Effect of treatment factors on plant height
The location, plant density and nitrogen rates had significant (p≤ 0.05) effect on maize plant height during the 2015/16 and 2016/17 planting seasons (Table 3). During the 2015/16 planting season, WEMA maize planted in Molelwane had taller plant height (217.23 cm) than Taung. This may possibly relate to variations in soil texture and in the rainfall. This observation is in agreement with Amnaullah
et al (2009) findings that the reduction in maize plant height relates to fluctuations in the distribution of rainfall and the total amount of rain falling across the planting seasons. Maize sown at 44,444 plants/ha had tallest plant height (221.61 cm) than maize planted under other plant densities. This conforms to the findings of Murányi and Pepó (2013) who reported that the plants become taller as the plant density increases. The application of 60 kg N/ha had tallest plant height (222.14 cm) and shortest plant height was recorded in the plots applied with 240 kg N/ha at 84 days after planting. At 115 days after planting, taller plant height (257.83 cm) was recorded in Taung than Molelwane. The tallest plant height (246.55 cm) was obtained in the plots under 55,555 plants/ha than 33,333 plants/ha. This conforms to the findings of Muranyi and Pepo (2013) who reported that the plants become taller as the plant density increases.
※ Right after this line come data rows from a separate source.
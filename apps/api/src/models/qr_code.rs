use chrono::{DateTime, Utc};
use serde::{Deserialize, Serialize};
use sqlx::FromRow;
use uuid::Uuid;

/// A printable entry point tying a physical spot to a feedback form.
/// `scan_count` counts every submission attempt against the code, valid
/// or not.
#[derive(Debug, Clone, Serialize, Deserialize, FromRow)]
#[serde(rename_all = "camelCase")]
pub struct QrCode {
    pub id: Uuid,
    pub business_id: Uuid,
    pub form_id: Uuid,
    pub location_id: Option<Uuid>,
    pub name: String,
    pub scan_count: i32,
    pub created_at: DateTime<Utc>,
}

#[derive(Debug, Clone)]
pub struct NewQrCode {
    pub business_id: Uuid,
    pub form_id: Uuid,
    pub location_id: Option<Uuid>,
    pub name: String,
}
The plots treated with 240 kg N/ha had tallest plant height (247.02 cm) and shortest plant height (232.17) was recorded in the unfertilized plots. During the 2016/17 planting season, higher plant height (269.63 cm) was observed in Molelwane at 84 days after planting while higher plant height (254.10 cm) was recorded in Taung at 115 days after plating. The plant density of 55,555 plants/ha had tallest plant height (271.51 cm) than rest plant densities at 115 days after planting. The tallest plant height (273.56 and 248.21 cm) was obtained in the plot fertilized with 240 kg N/ha than unfertilized plots at 84 and 115 days after planting respectively. This is in consonance with the results of Sebetha and Modi (2016), showed that maize plants use nitrogen during their active cell division process to form building blocks of protein that are essential for cell development. The interactions of location, plant density and nitrogen rates had significant (p≤0.05) on plant height. However, the interactions effect was non- significant (p≥0.05) at 115 days after planting during the 2016/17 planting season.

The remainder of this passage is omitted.